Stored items
______

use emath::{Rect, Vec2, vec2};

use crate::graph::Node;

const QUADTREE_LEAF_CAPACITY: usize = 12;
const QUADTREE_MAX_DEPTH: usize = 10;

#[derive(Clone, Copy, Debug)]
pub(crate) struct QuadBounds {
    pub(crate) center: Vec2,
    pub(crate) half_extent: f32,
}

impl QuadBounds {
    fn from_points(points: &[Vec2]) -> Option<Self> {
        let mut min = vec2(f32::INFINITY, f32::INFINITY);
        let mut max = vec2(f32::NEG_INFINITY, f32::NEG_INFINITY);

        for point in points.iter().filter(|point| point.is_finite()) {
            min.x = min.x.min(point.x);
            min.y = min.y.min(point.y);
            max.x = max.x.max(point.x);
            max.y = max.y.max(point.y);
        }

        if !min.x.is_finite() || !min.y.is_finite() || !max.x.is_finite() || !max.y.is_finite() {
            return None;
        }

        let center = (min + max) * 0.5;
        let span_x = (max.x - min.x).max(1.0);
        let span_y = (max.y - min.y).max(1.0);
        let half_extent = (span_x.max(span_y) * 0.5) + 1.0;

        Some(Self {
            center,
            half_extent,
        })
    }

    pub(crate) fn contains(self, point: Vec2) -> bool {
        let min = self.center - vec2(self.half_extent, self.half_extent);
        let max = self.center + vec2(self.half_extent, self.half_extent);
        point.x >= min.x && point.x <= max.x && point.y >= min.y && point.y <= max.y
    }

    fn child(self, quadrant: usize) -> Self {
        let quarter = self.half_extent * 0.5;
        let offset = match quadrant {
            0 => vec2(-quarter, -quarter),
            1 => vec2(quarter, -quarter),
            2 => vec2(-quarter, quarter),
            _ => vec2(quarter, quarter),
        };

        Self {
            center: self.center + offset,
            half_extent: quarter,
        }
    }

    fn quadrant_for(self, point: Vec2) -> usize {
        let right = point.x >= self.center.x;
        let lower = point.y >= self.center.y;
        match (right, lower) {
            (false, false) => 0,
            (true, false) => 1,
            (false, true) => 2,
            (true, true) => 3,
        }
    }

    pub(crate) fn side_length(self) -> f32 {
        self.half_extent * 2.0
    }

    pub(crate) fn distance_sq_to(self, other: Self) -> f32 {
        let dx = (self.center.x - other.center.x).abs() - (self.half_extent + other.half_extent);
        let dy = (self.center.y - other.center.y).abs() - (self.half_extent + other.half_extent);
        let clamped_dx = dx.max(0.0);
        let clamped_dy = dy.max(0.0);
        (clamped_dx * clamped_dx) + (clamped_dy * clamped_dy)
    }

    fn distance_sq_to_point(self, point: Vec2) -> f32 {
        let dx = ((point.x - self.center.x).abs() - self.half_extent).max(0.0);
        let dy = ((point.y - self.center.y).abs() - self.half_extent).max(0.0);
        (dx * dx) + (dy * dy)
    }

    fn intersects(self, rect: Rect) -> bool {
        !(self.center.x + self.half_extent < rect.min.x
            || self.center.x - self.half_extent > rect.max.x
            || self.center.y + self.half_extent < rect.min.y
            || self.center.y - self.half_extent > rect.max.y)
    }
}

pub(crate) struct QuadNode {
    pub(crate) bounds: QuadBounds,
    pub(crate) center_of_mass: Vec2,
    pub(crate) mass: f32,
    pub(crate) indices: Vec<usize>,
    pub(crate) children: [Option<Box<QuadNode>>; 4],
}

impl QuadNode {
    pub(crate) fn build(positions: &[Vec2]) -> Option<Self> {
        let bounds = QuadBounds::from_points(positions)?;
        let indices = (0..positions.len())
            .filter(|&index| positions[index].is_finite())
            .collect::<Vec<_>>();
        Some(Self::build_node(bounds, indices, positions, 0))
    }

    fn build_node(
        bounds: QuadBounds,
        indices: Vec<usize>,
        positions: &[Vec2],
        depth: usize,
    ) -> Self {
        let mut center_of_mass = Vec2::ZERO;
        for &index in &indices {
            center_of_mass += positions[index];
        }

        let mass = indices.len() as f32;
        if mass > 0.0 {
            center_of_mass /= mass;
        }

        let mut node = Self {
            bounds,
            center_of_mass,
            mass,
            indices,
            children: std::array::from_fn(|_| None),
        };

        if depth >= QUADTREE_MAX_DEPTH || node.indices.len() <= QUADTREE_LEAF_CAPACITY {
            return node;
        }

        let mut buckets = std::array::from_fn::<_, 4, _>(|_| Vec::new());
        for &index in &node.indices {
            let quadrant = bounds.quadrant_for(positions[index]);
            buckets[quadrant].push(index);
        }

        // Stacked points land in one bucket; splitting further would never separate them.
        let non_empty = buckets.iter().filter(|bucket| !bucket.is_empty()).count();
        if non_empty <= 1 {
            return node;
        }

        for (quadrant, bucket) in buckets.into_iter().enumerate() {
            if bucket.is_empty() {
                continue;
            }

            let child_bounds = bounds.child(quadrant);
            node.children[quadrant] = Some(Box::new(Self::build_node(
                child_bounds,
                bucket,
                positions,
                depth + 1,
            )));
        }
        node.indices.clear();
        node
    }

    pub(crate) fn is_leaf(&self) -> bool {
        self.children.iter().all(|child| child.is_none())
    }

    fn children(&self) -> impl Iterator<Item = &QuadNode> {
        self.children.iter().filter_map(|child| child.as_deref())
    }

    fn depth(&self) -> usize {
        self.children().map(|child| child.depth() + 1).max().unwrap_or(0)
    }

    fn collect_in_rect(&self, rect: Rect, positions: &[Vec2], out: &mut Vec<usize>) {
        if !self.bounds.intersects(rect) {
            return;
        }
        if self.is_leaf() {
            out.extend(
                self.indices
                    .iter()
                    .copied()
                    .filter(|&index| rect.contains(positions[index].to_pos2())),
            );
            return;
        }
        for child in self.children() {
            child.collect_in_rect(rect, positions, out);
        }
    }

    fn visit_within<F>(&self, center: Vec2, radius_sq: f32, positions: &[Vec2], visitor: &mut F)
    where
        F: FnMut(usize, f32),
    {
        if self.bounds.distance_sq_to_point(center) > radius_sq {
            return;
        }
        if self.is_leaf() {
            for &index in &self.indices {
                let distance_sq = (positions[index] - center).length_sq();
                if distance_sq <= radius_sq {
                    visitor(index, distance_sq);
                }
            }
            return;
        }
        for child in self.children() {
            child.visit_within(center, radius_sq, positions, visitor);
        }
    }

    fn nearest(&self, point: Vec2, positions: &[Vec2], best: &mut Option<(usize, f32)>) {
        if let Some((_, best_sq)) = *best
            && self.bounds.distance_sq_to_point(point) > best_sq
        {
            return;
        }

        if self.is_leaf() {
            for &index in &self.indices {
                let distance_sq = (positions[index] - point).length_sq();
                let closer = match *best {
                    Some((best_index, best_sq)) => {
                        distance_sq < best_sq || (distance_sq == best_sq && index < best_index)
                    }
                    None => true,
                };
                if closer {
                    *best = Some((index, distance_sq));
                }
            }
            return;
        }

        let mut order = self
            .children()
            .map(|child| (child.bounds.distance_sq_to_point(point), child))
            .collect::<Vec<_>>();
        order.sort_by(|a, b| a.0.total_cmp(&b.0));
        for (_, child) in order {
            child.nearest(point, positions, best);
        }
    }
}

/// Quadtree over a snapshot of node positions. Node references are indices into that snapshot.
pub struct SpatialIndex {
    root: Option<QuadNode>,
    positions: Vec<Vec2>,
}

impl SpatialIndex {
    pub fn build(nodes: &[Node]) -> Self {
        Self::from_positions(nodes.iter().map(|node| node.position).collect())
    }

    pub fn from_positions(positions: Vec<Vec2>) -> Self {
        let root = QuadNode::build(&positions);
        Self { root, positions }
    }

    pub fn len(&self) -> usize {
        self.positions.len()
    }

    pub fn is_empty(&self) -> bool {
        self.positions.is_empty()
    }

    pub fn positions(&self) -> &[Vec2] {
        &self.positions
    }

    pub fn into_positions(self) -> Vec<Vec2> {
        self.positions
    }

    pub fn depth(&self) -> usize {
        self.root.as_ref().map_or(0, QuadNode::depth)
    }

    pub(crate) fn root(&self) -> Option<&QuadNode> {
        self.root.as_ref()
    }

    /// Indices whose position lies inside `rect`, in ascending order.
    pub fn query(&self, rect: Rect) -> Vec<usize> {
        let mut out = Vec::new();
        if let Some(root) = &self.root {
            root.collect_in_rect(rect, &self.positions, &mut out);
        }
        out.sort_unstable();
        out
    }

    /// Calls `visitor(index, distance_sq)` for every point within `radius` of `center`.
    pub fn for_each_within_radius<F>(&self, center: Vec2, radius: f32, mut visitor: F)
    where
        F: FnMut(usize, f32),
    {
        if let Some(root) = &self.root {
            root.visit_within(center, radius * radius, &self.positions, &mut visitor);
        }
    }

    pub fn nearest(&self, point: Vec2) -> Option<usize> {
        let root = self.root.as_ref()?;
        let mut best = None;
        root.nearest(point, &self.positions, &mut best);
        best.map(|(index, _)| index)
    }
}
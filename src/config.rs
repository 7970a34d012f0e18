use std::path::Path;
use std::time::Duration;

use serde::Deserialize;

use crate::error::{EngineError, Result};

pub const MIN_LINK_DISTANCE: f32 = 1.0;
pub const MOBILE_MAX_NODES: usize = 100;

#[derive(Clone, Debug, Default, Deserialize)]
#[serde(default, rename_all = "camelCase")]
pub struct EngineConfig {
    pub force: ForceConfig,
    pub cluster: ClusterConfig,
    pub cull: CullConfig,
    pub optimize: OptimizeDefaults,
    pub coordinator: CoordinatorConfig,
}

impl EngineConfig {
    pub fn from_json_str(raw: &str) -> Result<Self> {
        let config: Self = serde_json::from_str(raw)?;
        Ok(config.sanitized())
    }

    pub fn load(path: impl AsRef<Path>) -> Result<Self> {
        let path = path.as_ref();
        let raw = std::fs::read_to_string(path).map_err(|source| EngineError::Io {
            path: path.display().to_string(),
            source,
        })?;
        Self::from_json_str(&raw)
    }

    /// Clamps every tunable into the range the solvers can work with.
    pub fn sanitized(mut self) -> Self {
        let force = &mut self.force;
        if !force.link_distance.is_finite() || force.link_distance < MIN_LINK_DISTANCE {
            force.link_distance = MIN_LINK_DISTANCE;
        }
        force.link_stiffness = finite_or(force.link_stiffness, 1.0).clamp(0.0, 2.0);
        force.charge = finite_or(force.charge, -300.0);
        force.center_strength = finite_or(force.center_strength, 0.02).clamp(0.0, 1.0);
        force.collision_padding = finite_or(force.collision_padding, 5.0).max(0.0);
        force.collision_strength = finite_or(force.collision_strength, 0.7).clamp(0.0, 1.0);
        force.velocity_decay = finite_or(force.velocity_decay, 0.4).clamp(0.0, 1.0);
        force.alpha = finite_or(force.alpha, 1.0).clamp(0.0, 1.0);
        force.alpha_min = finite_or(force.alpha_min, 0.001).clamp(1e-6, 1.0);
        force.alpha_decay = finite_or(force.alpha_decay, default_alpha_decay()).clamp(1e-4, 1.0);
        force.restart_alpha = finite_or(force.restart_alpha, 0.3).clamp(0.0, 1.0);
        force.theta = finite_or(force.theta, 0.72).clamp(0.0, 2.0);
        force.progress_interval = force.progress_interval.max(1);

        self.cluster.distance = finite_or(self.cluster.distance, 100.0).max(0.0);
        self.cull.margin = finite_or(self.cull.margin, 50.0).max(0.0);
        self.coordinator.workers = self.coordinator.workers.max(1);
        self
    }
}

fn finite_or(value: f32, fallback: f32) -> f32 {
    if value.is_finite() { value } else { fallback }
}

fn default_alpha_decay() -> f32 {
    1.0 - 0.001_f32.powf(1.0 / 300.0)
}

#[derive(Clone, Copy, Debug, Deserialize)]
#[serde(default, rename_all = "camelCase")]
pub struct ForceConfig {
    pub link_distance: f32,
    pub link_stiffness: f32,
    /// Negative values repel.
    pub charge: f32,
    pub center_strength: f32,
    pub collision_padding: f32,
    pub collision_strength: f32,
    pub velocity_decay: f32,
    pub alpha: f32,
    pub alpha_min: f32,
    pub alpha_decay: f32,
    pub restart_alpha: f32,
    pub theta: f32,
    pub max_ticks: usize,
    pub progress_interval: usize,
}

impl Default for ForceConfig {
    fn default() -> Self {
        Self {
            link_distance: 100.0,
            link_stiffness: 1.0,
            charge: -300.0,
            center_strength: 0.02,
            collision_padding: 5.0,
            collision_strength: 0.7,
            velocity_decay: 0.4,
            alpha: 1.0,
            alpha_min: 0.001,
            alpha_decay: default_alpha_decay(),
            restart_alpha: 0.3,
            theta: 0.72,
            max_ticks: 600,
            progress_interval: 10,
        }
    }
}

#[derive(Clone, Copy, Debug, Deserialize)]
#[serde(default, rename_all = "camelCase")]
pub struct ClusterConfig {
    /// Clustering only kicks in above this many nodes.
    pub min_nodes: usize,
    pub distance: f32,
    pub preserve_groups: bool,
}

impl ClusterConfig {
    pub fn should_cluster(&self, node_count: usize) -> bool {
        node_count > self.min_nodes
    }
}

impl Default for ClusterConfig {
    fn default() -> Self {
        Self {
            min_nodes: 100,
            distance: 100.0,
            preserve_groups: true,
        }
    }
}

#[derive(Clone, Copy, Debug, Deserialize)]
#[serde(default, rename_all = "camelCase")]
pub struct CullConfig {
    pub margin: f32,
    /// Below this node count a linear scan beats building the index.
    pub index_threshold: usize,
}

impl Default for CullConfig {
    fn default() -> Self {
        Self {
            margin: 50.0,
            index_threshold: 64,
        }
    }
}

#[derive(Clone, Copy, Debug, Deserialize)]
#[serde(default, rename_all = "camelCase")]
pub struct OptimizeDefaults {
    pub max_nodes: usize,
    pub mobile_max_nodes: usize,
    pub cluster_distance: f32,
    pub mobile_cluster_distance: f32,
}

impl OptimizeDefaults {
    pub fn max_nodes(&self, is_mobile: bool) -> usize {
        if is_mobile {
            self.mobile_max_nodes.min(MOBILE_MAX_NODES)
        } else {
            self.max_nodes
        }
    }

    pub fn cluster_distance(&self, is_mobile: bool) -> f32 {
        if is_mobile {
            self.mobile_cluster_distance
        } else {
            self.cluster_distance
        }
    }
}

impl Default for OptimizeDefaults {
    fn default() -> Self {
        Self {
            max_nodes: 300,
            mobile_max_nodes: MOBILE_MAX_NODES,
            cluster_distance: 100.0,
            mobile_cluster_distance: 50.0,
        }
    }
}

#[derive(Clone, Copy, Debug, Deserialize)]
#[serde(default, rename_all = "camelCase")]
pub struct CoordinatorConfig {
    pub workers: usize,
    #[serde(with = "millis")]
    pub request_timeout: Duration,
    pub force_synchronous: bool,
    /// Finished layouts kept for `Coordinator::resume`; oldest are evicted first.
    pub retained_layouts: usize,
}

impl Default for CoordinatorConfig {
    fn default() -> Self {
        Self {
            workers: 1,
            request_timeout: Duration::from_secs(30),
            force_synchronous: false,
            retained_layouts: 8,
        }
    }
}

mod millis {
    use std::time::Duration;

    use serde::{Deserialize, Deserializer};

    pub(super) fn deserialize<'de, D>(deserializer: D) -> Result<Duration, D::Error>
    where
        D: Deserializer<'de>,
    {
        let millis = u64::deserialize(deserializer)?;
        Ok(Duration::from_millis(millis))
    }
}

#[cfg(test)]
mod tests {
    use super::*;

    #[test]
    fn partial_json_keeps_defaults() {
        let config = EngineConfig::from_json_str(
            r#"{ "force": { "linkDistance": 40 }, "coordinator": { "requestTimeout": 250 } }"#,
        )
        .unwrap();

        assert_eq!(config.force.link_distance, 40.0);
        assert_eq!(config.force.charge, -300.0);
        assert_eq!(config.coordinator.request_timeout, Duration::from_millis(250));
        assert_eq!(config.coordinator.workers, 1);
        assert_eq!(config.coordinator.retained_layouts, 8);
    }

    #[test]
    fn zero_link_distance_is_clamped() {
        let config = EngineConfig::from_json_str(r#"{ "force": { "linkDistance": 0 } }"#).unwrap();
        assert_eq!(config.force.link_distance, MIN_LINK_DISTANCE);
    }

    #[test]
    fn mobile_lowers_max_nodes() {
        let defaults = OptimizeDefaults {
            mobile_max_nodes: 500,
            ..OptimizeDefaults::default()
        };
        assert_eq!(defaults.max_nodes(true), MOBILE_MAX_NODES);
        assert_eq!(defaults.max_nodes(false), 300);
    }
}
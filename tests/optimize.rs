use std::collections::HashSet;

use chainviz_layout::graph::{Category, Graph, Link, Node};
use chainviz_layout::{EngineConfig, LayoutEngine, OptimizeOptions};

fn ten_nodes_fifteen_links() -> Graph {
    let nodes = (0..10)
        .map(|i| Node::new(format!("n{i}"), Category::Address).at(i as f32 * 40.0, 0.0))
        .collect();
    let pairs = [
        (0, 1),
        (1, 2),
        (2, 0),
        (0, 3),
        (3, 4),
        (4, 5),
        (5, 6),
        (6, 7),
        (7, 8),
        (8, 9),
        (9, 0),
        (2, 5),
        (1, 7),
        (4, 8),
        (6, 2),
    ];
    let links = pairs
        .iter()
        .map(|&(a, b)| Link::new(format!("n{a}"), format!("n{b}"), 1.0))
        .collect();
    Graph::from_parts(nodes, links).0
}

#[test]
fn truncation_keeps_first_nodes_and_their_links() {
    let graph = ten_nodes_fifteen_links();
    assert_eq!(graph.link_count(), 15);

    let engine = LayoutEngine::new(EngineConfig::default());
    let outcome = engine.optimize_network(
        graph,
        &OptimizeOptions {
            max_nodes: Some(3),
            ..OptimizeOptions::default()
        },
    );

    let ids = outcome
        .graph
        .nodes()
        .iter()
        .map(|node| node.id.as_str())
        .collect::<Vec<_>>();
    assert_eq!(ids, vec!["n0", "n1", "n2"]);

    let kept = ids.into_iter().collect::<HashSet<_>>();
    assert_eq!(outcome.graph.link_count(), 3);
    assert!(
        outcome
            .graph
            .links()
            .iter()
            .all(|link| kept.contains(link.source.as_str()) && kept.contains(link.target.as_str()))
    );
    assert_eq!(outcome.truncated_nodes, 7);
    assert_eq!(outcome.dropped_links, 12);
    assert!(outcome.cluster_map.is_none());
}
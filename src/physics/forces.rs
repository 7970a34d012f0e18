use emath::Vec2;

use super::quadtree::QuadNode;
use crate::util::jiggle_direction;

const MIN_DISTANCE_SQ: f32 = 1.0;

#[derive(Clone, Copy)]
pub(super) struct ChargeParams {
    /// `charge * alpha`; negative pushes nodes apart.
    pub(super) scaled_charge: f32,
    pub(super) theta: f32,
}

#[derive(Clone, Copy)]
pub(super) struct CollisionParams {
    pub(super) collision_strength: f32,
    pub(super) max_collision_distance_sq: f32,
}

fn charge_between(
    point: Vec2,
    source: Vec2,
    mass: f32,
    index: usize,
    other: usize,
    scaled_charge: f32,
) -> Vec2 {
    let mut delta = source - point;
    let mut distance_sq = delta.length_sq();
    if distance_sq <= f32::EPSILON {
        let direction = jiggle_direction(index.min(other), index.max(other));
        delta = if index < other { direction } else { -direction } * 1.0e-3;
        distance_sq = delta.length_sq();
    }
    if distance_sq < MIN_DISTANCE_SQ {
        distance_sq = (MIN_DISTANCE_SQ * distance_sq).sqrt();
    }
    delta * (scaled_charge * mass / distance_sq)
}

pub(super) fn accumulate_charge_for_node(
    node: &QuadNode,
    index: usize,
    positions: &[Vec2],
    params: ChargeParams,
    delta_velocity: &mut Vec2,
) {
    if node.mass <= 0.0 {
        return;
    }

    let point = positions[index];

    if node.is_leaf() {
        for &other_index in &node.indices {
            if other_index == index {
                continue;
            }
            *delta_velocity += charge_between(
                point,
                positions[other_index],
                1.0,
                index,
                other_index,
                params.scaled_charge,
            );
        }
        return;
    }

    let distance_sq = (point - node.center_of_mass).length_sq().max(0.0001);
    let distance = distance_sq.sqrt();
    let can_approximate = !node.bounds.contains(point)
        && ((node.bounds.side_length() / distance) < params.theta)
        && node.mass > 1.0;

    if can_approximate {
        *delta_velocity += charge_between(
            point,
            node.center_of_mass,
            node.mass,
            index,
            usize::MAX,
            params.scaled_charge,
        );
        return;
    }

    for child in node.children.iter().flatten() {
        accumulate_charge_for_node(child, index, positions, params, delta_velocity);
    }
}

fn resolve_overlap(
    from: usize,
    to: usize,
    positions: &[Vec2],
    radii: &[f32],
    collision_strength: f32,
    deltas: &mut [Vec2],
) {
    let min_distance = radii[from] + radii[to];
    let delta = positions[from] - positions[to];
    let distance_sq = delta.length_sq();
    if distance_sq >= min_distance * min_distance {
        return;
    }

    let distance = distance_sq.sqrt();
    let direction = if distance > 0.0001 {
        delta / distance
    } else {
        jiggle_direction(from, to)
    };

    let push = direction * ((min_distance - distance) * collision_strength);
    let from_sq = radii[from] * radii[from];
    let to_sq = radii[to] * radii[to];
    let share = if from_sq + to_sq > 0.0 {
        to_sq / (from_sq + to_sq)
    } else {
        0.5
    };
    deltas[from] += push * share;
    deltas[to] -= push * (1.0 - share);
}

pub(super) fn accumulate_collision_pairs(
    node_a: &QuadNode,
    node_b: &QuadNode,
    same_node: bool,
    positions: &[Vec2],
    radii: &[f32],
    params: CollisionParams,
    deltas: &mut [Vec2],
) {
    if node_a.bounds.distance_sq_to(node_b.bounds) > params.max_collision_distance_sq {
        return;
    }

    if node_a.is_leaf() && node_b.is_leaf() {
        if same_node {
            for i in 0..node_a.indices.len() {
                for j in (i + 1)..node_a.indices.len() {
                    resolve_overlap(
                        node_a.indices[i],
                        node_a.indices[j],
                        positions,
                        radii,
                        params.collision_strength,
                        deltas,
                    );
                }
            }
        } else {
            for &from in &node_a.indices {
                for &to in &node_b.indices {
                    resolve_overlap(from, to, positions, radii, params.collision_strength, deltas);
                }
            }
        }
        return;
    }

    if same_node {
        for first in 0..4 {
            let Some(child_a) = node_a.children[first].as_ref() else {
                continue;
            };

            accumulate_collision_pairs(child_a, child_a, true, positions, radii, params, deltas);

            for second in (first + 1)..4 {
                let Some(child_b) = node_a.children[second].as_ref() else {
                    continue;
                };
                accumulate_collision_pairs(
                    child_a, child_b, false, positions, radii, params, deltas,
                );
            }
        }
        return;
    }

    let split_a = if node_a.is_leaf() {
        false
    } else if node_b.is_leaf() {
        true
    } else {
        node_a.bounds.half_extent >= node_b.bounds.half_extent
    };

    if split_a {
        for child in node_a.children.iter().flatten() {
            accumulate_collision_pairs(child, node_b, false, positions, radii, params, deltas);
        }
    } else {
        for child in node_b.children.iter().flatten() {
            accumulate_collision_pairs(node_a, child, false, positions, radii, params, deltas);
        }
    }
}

______

The first line of the entries above and every line after it, up to and including the line with "(false, false) =>", should be set down exactly.

use emath::{Rect, Vec2, vec2};

use crate::graph::Node;

const QUADTREE_LEAF_CAPACITY: usize = 12;
const QUADTREE_MAX_DEPTH: usize = 10;

#[derive(Clone, Copy, Debug)]
pub(crate) struct QuadBounds {
    pub(crate) center: Vec2,
    pub(crate) half_extent: f32,
}

impl QuadBounds {
    fn from_points(points: &[Vec2]) -> Option<Self> {
        let mut min = vec2(f32::INFINITY, f32::INFINITY);
        let mut max = vec2(f32::NEG_INFINITY, f32::NEG_INFINITY);

        for point in points.iter().filter(|point| point.is_finite()) {
            min.x = min.x.min(point.x);
            min.y = min.y.min(point.y);
            max.x = max.x.max(point.x);
            max.y = max.y.max(point.y);
        }

        if !min.x.is_finite() || !min.y.is_finite() || !max.x.is_finite() || !max.y.is_finite() {
            return None;
        }

        let center = (min + max) * 0.5;
        let span_x = (max.x - min.x).max(1.0);
        let span_y = (max.y - min.y).max(1.0);
        let half_extent = (span_x.max(span_y) * 0.5) + 1.0;

        Some(Self {
            center,
            half_extent,
        })
    }

    pub(crate) fn contains(self, point: Vec2) -> bool {
        let min = self.center - vec2(self.half_extent, self.half_extent);
        let max = self.center + vec2(self.half_extent, self.half_extent);
        point.x >= min.x && point.x <= max.x && point.y >= min.y && point.y <= max.y
    }

    fn child(self, quadrant: usize) -> Self {
        let quarter = self.half_extent * 0.5;
        let offset = match quadrant {
            0 => vec2(-quarter, -quarter),
            1 => vec2(quarter, -quarter),
            2 => vec2(-quarter, quarter),
            _ => vec2(quarter, quarter),
        };

        Self {
            center: self.center + offset,
            half_extent: quarter,
        }
    }

    fn quadrant_for(self, point: Vec2) -> usize {
        let right = point.x >= self.center.x;
        let lower = point.y >= self.center.y;
        match (right, lower) {
            (false, false) => 0,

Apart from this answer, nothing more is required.